When I was 10, Grease was my word. I knew the film soundtrack album inside out before I saw the film (at the cinema), my school-friend group called ourselves the Pink Ladies and I still have a crush on John Travolta. Sitting with other 40-something woman with similar memories, the enthusiasm of nostalgia did a lot to up our enjoyment.
First seen in the UK, this production, with its shiny new Australian cast, has been to Brisbane and Sydney on its way to Melbourne.
Touring has left it as slick as Danny’s quiff and as tight as Sandy’s black cat suit, and the cast seem to love every moment.
With the costumes that joyfully exaggerate the 50s style, a design of posters from the 50s and lots of fluro lights, and an onstage band who are having as much fun as the cast, there’s so much that should make this Grease zoom.
But something’s missing. The show coasts and doesn’t pick up after its audience-sing-along opening with Auntie Val and the fabulousness of the opening and “Summer Loving”.
The direction feels like it jumps from concert-perfect number to number, losing the story and dumping the emotion along the way. Grease isn’t a tear-jerking Sondheim, but it is a story about teenage love, the pressure to fit in and the ultimate triumph of friendship. There are reasons that this show, created in the 1970s, resonates so much with fans and to tone down its grit and conflict breaks the heart of Grease.
As in many bought-in productions, the terrific cast don’t seem to be allowed to bring themselves or too much guts to their roles. Lucy Maunder is the exception as Rizzo and the supporting Pink Ladies and T-Birds each shine in their solo numbers, but no one is unforgettable and Danny (Rob Mills) and Sandy (Gretel Scarlett) don’t seem to actually fancy each other.

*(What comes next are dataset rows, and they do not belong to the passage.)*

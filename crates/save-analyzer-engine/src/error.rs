use std::fmt;

/// Result type for save-analyzer-engine operations
pub type Result<T> = std::result::Result<T, Error>;

/// Error types that can occur in the segmentation layer
#[derive(Debug, Clone, PartialEq, Eq)]
pub enum Error {
    /// No timestamps were supplied to segment
    EmptyInput,

    /// Segmentation settings out of range (non-positive gap, zero minimum size)
    InvalidConfig(String),
}

impl fmt::Display for Error {
    fn fmt(&self, f: &mut fmt::Formatter<'_>) -> fmt::Result {
        match self {
            Error::EmptyInput => write!(f, "no save timestamps to segment"),
            Error::InvalidConfig(msg) => write!(f, "Invalid segment config: {}", msg),
        }
    }
}

impl std::error::Error for Error {}

#[cfg(test)]
mod tests {
    use super::*;

    #[test]
    fn test_empty_input_message() {
        assert_eq!(
            Error::EmptyInput.to_string(),
            "no save timestamps to segment"
        );
    }

    #[test]
    fn test_invalid_config_message() {
        let err = Error::InvalidConfig("gap threshold must be positive".to_string());
        let msg = err.to_string();

        assert!(msg.starts_with("Invalid segment config:"));
        assert!(msg.contains("gap threshold"));
    }
}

And there’s the odd need for celebrity guest stars in commercial shows. (Does it really sell more tickets?) Val Lehman as Miss Lynch is a hoot, for those who get the Prisoner jokes; Todd McKenny enjoys himself a bit too much as Teen Angel, with Boy from Oz jokes; no one knows what Anthony Callea is doing for his one-song appearance as Johnny Casino; and Bert Newton as the young, sexually-irresistible DJ Vince Fontaine is so ridiculous that its absurdity almost works. But, as with most of the show, it was always Val, Todd, Anthony and Bert, never characters.
This Grease is a celebration of the memories and nostalgia of Grease rather than a production to remember or one to define it for a new audience.